Theoretical physicists John Ellis wears a shirt with the Standard Model of physics formula on it.

July 4, 2012 is the day the universe changed. That, I’m sure, is how future historians will see the date when physicists at the European Center for Nuclear Research (CERN) announced the discovery of the Higgs boson, the most important scientific discovery of the 21st century. Period.
While we here in the South Valley celebrated our nation’s freedoms with Independence Day parades, picnics, barbecues and fireworks, scientists around the world were celebrating the Higgs boson, a particle smaller than an atom that is the key to unlocking the mystery of why the universe has mass. The Higgs boson is popularly called in the media “the God particle,” a term that most physicists detest because it has nothing to do with religion. The term was coined by a publisher as the title of a best-selling book and refers to the Higgs boson’s contribution to creating the universe at the moment of the Big Bang 13.7 billion years ago.
The Higgs boson is named after Peter Higgs, who in 1965 as a young theoretical physicist at the University of Edinburgh came up with the idea of a particular particle that would serve as an essential component of the Standard Model of physics, an eloquent equation describing how the universe works that’s short enough to put on a T-shirt.
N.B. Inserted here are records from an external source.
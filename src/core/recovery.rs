//! Panic capture for the recovery bridge
//!
//! Panics raised by `Logger::panic` (and `dpanic` in development mode) carry
//! a [`LoggedPanic`] payload. The bridge checks for it by value to tell a
//! panic the logger already reported from one raised anywhere else.

use std::any::Any;
use std::backtrace::Backtrace;
use std::cell::RefCell;
use std::fmt;
use std::sync::Once;

/// Panic payload raised by the logger's own panic-level calls
#[derive(Debug, Clone, PartialEq, Eq)]
pub struct LoggedPanic {
    pub message: String,
}

impl fmt::Display for LoggedPanic {
    fn fmt(&self, f: &mut fmt::Formatter<'_>) -> fmt::Result {
        f.write_str(&self.message)
    }
}

thread_local! {
    static LAST_PANIC_TRACE: RefCell<Option<String>> = const { RefCell::new(None) };
}

static HOOK: Once = Once::new();

/// Chain a hook that records the backtrace of each panic on its own thread.
///
/// The trace has to be taken while the panicking frames still exist; by the
/// time `catch_unwind` returns they are gone.
pub(crate) fn install_panic_hook() {
    HOOK.call_once(|| {
        let previous = std::panic::take_hook();
        std::panic::set_hook(Box::new(move |info| {
            let mut trace = String::new();
            if let Some(location) = info.location() {
                trace.push_str(&format!(
                    "panicked at {}:{}:{}\n",
                    location.file(),
                    location.line(),
                    location.column()
                ));
            }
            trace.push_str(&Backtrace::force_capture().to_string());
            LAST_PANIC_TRACE.with(|slot| *slot.borrow_mut() = Some(trace));
            previous(info);
        }));
    });
}

/// Backtrace recorded for the most recent panic on this thread, if any
pub(crate) fn take_panic_trace() -> Option<String> {
    LAST_PANIC_TRACE.with(|slot| slot.borrow_mut().take())
}

/// Human-readable text for a panic payload
pub fn panic_message(payload: &(dyn Any + Send)) -> String {
    if let Some(p) = payload.downcast_ref::<LoggedPanic>() {
        p.message.clone()
    } else if let Some(s) = payload.downcast_ref::<&str>() {
        s.to_string()
    } else if let Some(s) = payload.downcast_ref::<String>() {
        s.clone()
    } else {
        "Unknown panic".to_string()
    }
}
//! Basic logger usage example
//!
//! Demonstrates console logging with fields, child loggers, a remote
//! tracker and panic recovery.
//!
//! Run with: cargo run --example basic_usage

use tee_logger::prelude::*;
use tee_logger::{global, info, warn};

fn main() -> Result<()> {
    println!("=== Tee Logger - Basic Usage Example ===\n");

    // Build a console logger; color follows terminal detection
    let logger = Logger::builder().config(&LoggerConfig::from_env()).build()?;

    println!("1. Logging at different levels:");
    logger.debug("This is a debug message", &[]);
    logger.info("server starting", &[Field::int("port", 8080), Field::bool("tls", true)]);
    logger.warn("cache is cold", &[Field::duration("warmup", std::time::Duration::from_millis(250))]);
    logger.error("upstream unreachable", &[Field::string("host", "db-1")]);

    println!("\n2. Child loggers and namespaces:");
    let request = logger.with(&[Field::string("request_id", "r-7f3a")]);
    request.info("handling request", &[Field::namespace("http"), Field::string("method", "GET")]);
    info!(request, [Field::usize("rows", 12)], "query took {}ms", 3);
    warn!(request, "slow client");

    println!("\n3. Remote tracker:");
    let tracker = InMemoryTracker::new();
    let remote = RemoteTrackerSink::new(
        TrackerConfig::default().with_tag("service", "demo"),
        tracker.clone(),
    )?;
    let logger = logger.attach_remote(remote)?;
    logger.warn("stays on the console", &[]);
    logger.error("also sent to the tracker", &[Field::int("code", 503)]);
    println!("   tracker received {} event(s)", tracker.len());

    println!("\n4. Panic recovery:");
    let result: Option<u32> = logger.recover(false, || {
        let items: Vec<u32> = Vec::new();
        items[1]
    });
    println!("   recovered: {:?}, tracker now has {} event(s)", result, tracker.len());

    println!("\n5. Process-wide logger:");
    global::info("hello from the global logger", &[]);

    println!("\n6. Sink metrics:");
    let metrics = logger.metrics();
    println!(
        "   written: {}, failed: {}, failure rate: {:.1}%",
        metrics.records_written(),
        metrics.write_failures(),
        metrics.failure_rate()
    );

    logger.sync()?;
    println!("\n=== Example completed successfully! ===");
    Ok(())
}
The Higgs boson creates an invisible field that permeates throughout all of space. The fast particles, such as photons, barely interact with the Higgs field and don’t gain any mass. But particles that are much slower in their speed gain mass as they interact with the Higgs bosons, thus creating the atomic elements that make up stars and planets and you and me.
The Higgs boson is the $10 billion question of science. That’s what it cost to build CERN’s Large Hadron Collider (LHC), a particle accelerator that’s a 17-mile circle of super-conducting magnets built underground around the city of Geneva. Scientists sent protons around this circle at 11,000 times per second, aiming them with great precision to hit each other and create a subatomic collision.
To visualize the process, think of two accelerating train engines hurtling down a single railroad track toward each other. Aim a high-speed camera at the point of impact. At the moment the trains hit each other – BANG! The energy from their acceleration causes each train engine to explode apart, sending components such as wheels and gears out in all directions. The camera captures a series of photos of the various train parts flying through the air. From these photos, you can discover what parts make up the train engine. A similar process, except at a subatomic level, was used by scientists with the LHC to discover the Higgs boson. CERN’s accelerator essentially creates millions of mini-Big Bangs in a second. Instead of a high-speed camera, CERN uses two particle detectors the size of apartment buildings, each one containing 100 million sensor elements, to capture data of the particles produced by the impact.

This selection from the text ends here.